On the 21st June the group announced that CFO David Smith purchased 17,416 shares at a value of just under £50K.
On the 13th July the group announced that CEO Steve Wadey purchased 15,000 shares at a value of £39K. This is nice to see, but not a huge buy.
On the 19th July the group released a trading update covering Q1. In the EMEA Services division, Q1 revenue under contract is similar to the position a year ago but orders have been slower than expected with some customer contract award decisions being deferred or delayed. Despite the somewhat slower start to the year for orders, the board continue to expect the division to deliver modest revenue growth this year. The lower baseline profit rate for single source contracts continues to represent a headwind for operating margins.
Revenue performance in Global Products during the quarter was similar to last year but the board expect the division to grow in 2018 as a result of their contracted orders and pipeline of opportunities, as well as the anticipated full year contribution from the recent acquisition. Overall they are reaffirming the previous outlook and expect steady progress in 2018, supported by revenue growth.

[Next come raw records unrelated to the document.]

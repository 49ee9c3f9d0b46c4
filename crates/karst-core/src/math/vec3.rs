// Copyright (c) 2025 Felix Kahle.
//
// Permission is hereby granted, free of charge, to any person obtaining
// a copy of this software and associated documentation files (the
// "Software"), to deal in the Software without restriction, including
// without limitation the rights to use, copy, modify, merge, publish,
// distribute, sublicense, and/or sell copies of the Software, and to
// permit persons to whom the Software is furnished to do so, subject to
// the following conditions:
//
// The above copyright notice and this permission notice shall be
// included in all copies or substantial portions of the Software.
//
// THE SOFTWARE IS PROVIDED "AS IS", WITHOUT WARRANTY OF ANY KIND,
// EXPRESS OR IMPLIED, INCLUDING BUT NOT LIMITED TO THE WARRANTIES OF
// MERCHANTABILITY, FITNESS FOR A PARTICULAR PURPOSE AND
// NONINFRINGEMENT. IN NO EVENT SHALL THE AUTHORS OR COPYRIGHT HOLDERS BE
// LIABLE FOR ANY CLAIM, DAMAGES OR OTHER LIABILITY, WHETHER IN AN ACTION
// OF CONTRACT, TORT OR OTHERWISE, ARISING FROM, OUT OF OR IN CONNECTION
// WITH THE SOFTWARE OR THE USE OR OTHER DEALINGS IN THE SOFTWARE.

use std::ops::{Add, AddAssign, Mul, Neg, Sub};

/// An immutable 3-D displacement in survey coordinates.
///
/// Components are `(east, north, vert)` in decimal feet. `east` and `north`
/// are grid directions (not true/magnetic); `vert` is positive upward.
///
/// # Examples
///
/// ```rust
/// # use karst_core::math::vec3::Vector3D;
///
/// let a = Vector3D::new(3.0, 0.0, 4.0);
/// assert_eq!(a.length(), 5.0);
/// assert_eq!(a + a, a * 2.0);
/// ```
#[derive(Clone, Copy, Debug, Default, PartialEq)]
pub struct Vector3D {
    pub east: f64,
    pub north: f64,
    pub vert: f64,
}

/// The zero displacement.
pub const ZERO: Vector3D = Vector3D {
    east: 0.0,
    north: 0.0,
    vert: 0.0,
};

impl Vector3D {
    /// Creates a new vector from its components.
    #[inline]
    pub const fn new(east: f64, north: f64, vert: f64) -> Self {
        Self { east, north, vert }
    }

    /// Euclidean length of the vector in feet.
    #[inline]
    pub fn length(&self) -> f64 {
        (self.east * self.east + self.north * self.north + self.vert * self.vert).sqrt()
    }

    /// Horizontal (east/north plane) length of the vector in feet.
    #[inline]
    pub fn horizontal_length(&self) -> f64 {
        (self.east * self.east + self.north * self.north).sqrt()
    }

    /// Returns true if every component is finite.
    #[inline]
    pub fn is_finite(&self) -> bool {
        self.east.is_finite() && self.north.is_finite() && self.vert.is_finite()
    }

    /// Arithmetic mean of a non-empty slice of vectors.
    ///
    /// Returns [`ZERO`] for an empty slice.
    pub fn mean(vectors: &[Vector3D]) -> Vector3D {
        if vectors.is_empty() {
            return ZERO;
        }
        let mut sum = ZERO;
        for v in vectors {
            sum += *v;
        }
        sum * (1.0 / vectors.len() as f64)
    }
}

impl Add for Vector3D {
    type Output = Vector3D;

    #[inline]
    fn add(self, rhs: Vector3D) -> Vector3D {
        Vector3D::new(self.east + rhs.east, self.north + rhs.north, self.vert + rhs.vert)
    }
}

impl AddAssign for Vector3D {
    #[inline]
    fn add_assign(&mut self, rhs: Vector3D) {
        *self = *self + rhs;
    }
}

impl Sub for Vector3D {
    type Output = Vector3D;

    #[inline]
    fn sub(self, rhs: Vector3D) -> Vector3D {
        Vector3D::new(self.east - rhs.east, self.north - rhs.north, self.vert - rhs.vert)
    }
}

impl Neg for Vector3D {
    type Output = Vector3D;

    #[inline]
    fn neg(self) -> Vector3D {
        Vector3D::new(-self.east, -self.north, -self.vert)
    }
}

impl Mul<f64> for Vector3D {
    type Output = Vector3D;

    #[inline]
    fn mul(self, scalar: f64) -> Vector3D {
        Vector3D::new(self.east * scalar, self.north * scalar, self.vert * scalar)
    }
}

impl std::fmt::Display for Vector3D {
    fn fmt(&self, f: &mut std::fmt::Formatter<'_>) -> std::fmt::Result {
        write!(f, "({:.3}, {:.3}, {:.3})", self.east, self.north, self.vert)
    }
}

#[cfg(test)]
mod tests {
    use super::*;

    #[test]
    fn test_add_sub_neg() {
        let a = Vector3D::new(1.0, 2.0, 3.0);
        let b = Vector3D::new(-4.0, 0.5, 1.0);
        assert_eq!(a + b, Vector3D::new(-3.0, 2.5, 4.0));
        assert_eq!(a - b, Vector3D::new(5.0, 1.5, 2.0));
        assert_eq!(-a, Vector3D::new(-1.0, -2.0, -3.0));
        assert_eq!(a + (-a), ZERO);
    }

    #[test]
    fn test_scalar_mul_and_length() {
        let v = Vector3D::new(2.0, 3.0, 6.0);
        assert_eq!(v.length(), 7.0);
        assert_eq!((v * 2.0).length(), 14.0);
        assert_eq!(ZERO.length(), 0.0);
    }

    #[test]
    fn test_mean() {
        let vs = [
            Vector3D::new(0.0, 0.0, 0.0),
            Vector3D::new(2.0, 4.0, -2.0),
        ];
        assert_eq!(Vector3D::mean(&vs), Vector3D::new(1.0, 2.0, -1.0));
        assert_eq!(Vector3D::mean(&[]), ZERO);
    }
}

All this is OK but it seems to me that a lot more of the growth is being pushed back and there must be a risk that it doesn’t come. Growth here is sluggish at best and despite the solid, high quality nature of the company I remain on the side lines. The valuation is starting to look rather interesting, however, so I am keeping a keen eye on this company.
There have been a number of recent director share purchases. On the 21st July non-executive director Michael Harper purchased 5,000 shares at a value of £12K; Chairman Mark Elliott purchased 20,000 shares at $62K; and CEO Steve Wadey purchased 15,000 shares at £36K.
On the 8th September it was announced that CFO David Smith purchased 8,936 shares at a value of just under £20K.
On the 21st September it was announced that non-executive director Susan Searle purchased 7,500 shares at a value of £17K.
On the 29th September the group released a trading update covering the first half of the year where hey stated that trading had been in line with expectations and the outlook for overall group performance this year is unchanged.
The EMEA services division started the year in a strong position. Following stronger order intake in Q2, the revenue for the year under contract is as expected and the board reiterate their guidance for modest growth in revenue in 2018. The Global products division has been trading in line with expectations during the first half. As a result of its contracted orders and pipeline of opportunities, as well as the expected full year contribution from Target Systems, the division is expected to grow this year.
In the UK home market, they secured an £8M order from the MOD to provide naval combat systems expertise for Type 26 Global Combat Ship added to the £110M eleven year Naval Combat System Integration Support Services contract agreed last year; and an order from Boeing, worth approximately £25M, to continue to deliver wind tunnel testing for their commercial aircraft development until 2024.
In their US and Australian home markets, they were awarded a significant order for aircraft launch and recovery equipment for the new class of US Navy aircraft carriers; and an A$8M order to manage mine warfare maintenance facilities at HMAS Waterhen for the Australian DoD.
Overall this seems like a steady update and I am tempted to jump back in there at the lower share price.